The network and Barr have both described the decision to reboot the show in more altruistic terms. “I agreed to the settlement in order that 200 jobs of beloved cast and crew could be saved, and I wish the best for everyone involved,” Barr said in a statement. The Roseanne executive producer Dave Caplan earlier noted that the surprise cancellation had caught staffers off guard: “The writers did pass on other jobs to take this job,” he said. Another executive producer, Tom Werner, said of the settlement, “We are grateful to have reached this agreement to keep our team working as we continue to explore stories of the Conner family.” But saving jobs wasn’t the only reason for the creation of The Conners. ABC, like other networks, cancels shows all the time, putting writers, actors, and crew members out of work. In this case, ABC has a lot riding on re-creating, in some form, the success of its Roseanne revival.
With The Conners, the network appears to be making an easy if calculated bet on the notion that most of Roseanne’s viewers didn’t tune in specifically because of the show’s political dimensions. “The Conners’ stories demonstrate that families can always find common ground through conversation, laughter, and love,” ABC said in a statement. “The spinoff will continue to portray contemporary issues that are as relevant today as they were 30 years ago.” ABC may be banking on the idea that viewers just wanted a family sitcom, one that harkened to the earlier days of network TV’s dominance, where lessons were learned, laugh tracks were chuckled along to, and generational differences were the butt of every other joke.
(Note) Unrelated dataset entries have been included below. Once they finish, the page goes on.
//! In-memory and file-backed sample sources and profile stores

use chrono::DateTime;
use csv::{ReaderBuilder, StringRecord, Trim};
use flate2::read::GzDecoder;
use log::{info, warn};
use serde::Deserialize;
use std::collections::HashMap;
use std::fs::File;
use std::io::{BufRead, BufReader, Read};
use std::path::Path;

use crate::error::{MetabolicsError, Result};
use crate::session::{ProfileStore, SampleSource};
use crate::types::{Page, Sample, SubjectProfile};

/// Serves sessions held in memory, `page_size` samples per page. The page
/// token is the offset of the next sample.
#[derive(Clone, Debug)]
pub struct MemorySource {
    page_size: usize,
    sessions: HashMap<String, Vec<Sample>>,
}

impl MemorySource {
    pub fn new(page_size: usize) -> Self {
        Self {
            page_size: page_size.max(1),
            sessions: HashMap::new(),
        }
    }

    pub fn insert(&mut self, session_id: &str, samples: Vec<Sample>) {
        self.sessions.insert(session_id.to_string(), samples);
    }
}

impl SampleSource for MemorySource {
    fn fetch_page(&mut self, session_id: &str, token: Option<&str>) -> Result<Page> {
        let samples = self
            .sessions
            .get(session_id)
            .ok_or_else(|| MetabolicsError::Source(format!("unknown session {}", session_id)))?;
        let offset = match token {
            Some(t) => t
                .parse::<usize>()
                .map_err(|_| MetabolicsError::Source(format!("bad page token {:?}", t)))?,
            None => 0,
        };
        let start = offset.min(samples.len());
        let end = (start + self.page_size).min(samples.len());
        Ok(Page {
            samples: samples[start..end].to_vec(),
            next_token: (end < samples.len()).then(|| end.to_string()),
        })
    }
}

/// Profiles keyed by case-insensitive subject id (an email address upstream).
#[derive(Clone, Debug, Default)]
pub struct MemoryProfileStore {
    profiles: HashMap<String, SubjectProfile>,
}

impl MemoryProfileStore {
    pub fn insert(&mut self, subject_id: &str, profile: SubjectProfile) {
        self.profiles.insert(subject_id.to_lowercase(), profile);
    }

    /// JSON object mapping subject id to profile.
    pub fn load(path: &Path) -> Result<Self> {
        let profiles: HashMap<String, SubjectProfile> = read_json(path)?;
        let mut store = Self::default();
        for (id, profile) in profiles {
            profile.validate()?;
            store.insert(&id, profile);
        }
        Ok(store)
    }
}

impl ProfileStore for MemoryProfileStore {
    fn lookup(&self, subject_id: &str) -> Result<Option<SubjectProfile>> {
        Ok(self.profiles.get(&subject_id.to_lowercase()).cloned())
    }
}

pub fn load_profile(path: &Path) -> Result<SubjectProfile> {
    let profile: SubjectProfile = read_json(path)?;
    profile.validate()?;
    Ok(profile)
}

#[derive(Deserialize)]
#[serde(untagged)]
enum Timestamp {
    Seconds(f64),
    Text(String),
}

impl Timestamp {
    fn seconds(&self) -> Result<f64> {
        match self {
            Timestamp::Seconds(s) => Ok(*s),
            Timestamp::Text(text) => parse_timestamp(text),
        }
    }
}

/// One row of a recording, as exported by the phone app.
#[derive(Deserialize)]
struct RecordRow {
    timestamp: Timestamp,
    gyro_x: f64,
    gyro_y: f64,
    gyro_z: f64,
    acc_x: f64,
    acc_y: f64,
    acc_z: f64,
}

impl RecordRow {
    fn into_sample(self) -> Result<Sample> {
        Ok(Sample::new(
            self.timestamp.seconds()?,
            [self.gyro_x, self.gyro_y, self.gyro_z],
            [self.acc_x, self.acc_y, self.acc_z],
        ))
    }
}

/// Seconds since the epoch, or an RFC 3339 date-time.
pub fn parse_timestamp(text: &str) -> Result<f64> {
    let text = text.trim();
    if let Ok(seconds) = text.parse::<f64>() {
        return Ok(seconds);
    }
    let parsed = DateTime::parse_from_rfc3339(text)
        .map_err(|e| MetabolicsError::Source(format!("bad timestamp {:?}: {}", text, e)))?;
    Ok(parsed.timestamp_micros() as f64 / 1e6)
}

/// Load a recording from `.json` or `.csv`, either optionally gzipped.
///
/// Samples are returned in timestamp order.
pub fn load_recording(path: &Path) -> Result<Vec<Sample>> {
    let reader = open_maybe_gz(path)?;
    let name = path.to_string_lossy().to_lowercase();
    let inner = name.strip_suffix(".gz").unwrap_or(&name);

    let mut samples = if inner.ends_with(".csv") {
        parse_csv(reader)?
    } else {
        let rows: Vec<RecordRow> = serde_json::from_reader(reader)
            .map_err(|e| MetabolicsError::Source(format!("{}: {}", path.display(), e)))?;
        rows.into_iter()
            .map(RecordRow::into_sample)
            .collect::<Result<Vec<_>>>()?
    };

    if samples.windows(2).any(|w| w[1].timestamp <= w[0].timestamp) {
        warn!("{}: timestamps out of order, sorting", path.display());
        samples.sort_by(|a, b| a.timestamp.total_cmp(&b.timestamp));
    }
    info!("Loaded {} samples from {}", samples.len(), path.display());
    Ok(samples)
}

fn parse_csv(reader: impl Read) -> Result<Vec<Sample>> {
    let mut reader = ReaderBuilder::new()
        .has_headers(true)
        .trim(Trim::All)
        .from_reader(reader);
    let headers: StringRecord = reader
        .headers()
        .map_err(|e| MetabolicsError::Source(format!("CSV header: {}", e)))?
        .iter()
        .map(|h| h.to_lowercase())
        .collect();
    reader.set_headers(headers);

    reader
        .deserialize::<RecordRow>()
        .enumerate()
        .map(|(row, record)| {
            record
                .map_err(|e| MetabolicsError::Source(format!("CSV row {}: {}", row + 1, e)))?
                .into_sample()
        })
        .collect()
}

fn open_maybe_gz(path: &Path) -> Result<Box<dyn BufRead>> {
    let file = File::open(path)
        .map_err(|e| MetabolicsError::Source(format!("{}: {}", path.display(), e)))?;
    let reader: Box<dyn Read> = if path.extension().map(|e| e == "gz").unwrap_or(false) {
        Box::new(GzDecoder::new(file))
    } else {
        Box::new(file)
    };
    Ok(Box::new(BufReader::new(reader)))
}

fn read_json<T: serde::de::DeserializeOwned>(path: &Path) -> Result<T> {
    let file = File::open(path)
        .map_err(|e| MetabolicsError::InvalidConfig(format!("{}: {}", path.display(), e)))?;
    serde_json::from_reader(BufReader::new(file))
        .map_err(|e| MetabolicsError::InvalidConfig(format!("{}: {}", path.display(), e)))
}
Yes, the revived Roseanne talked about life in Trump’s America, made hay on the political disagreements between Barr’s character (who embraced the president as a job-providing populist) and her more liberal kids and sister. But those clashes always existed as part of the more classic, fraught-but-loving home dynamics of the original show. Barr’s loud public support of Trump put the show in the headlines as yet another symbol of the nation’s political divides, but the ultimate point of the Roseanne revival was union: Its characters all loved each other despite their many ideological differences.
The show was, of course, a heightened fantasy. Roseanne Conner was quite a few steps removed from the actress who posted racist invective on her Twitter feed (behavior Barr is now apologizing for without fully admitting fault). Perhaps ABC hopes The Conners will have a better shot at claiming some political middle ground, a notion that can feel especially imaginary today. If so, it should help that the spinoff won’t have to deal with a namesake who was known for expressing extreme beliefs off camera—something many viewers, including fans of the original show, found hard to overlook.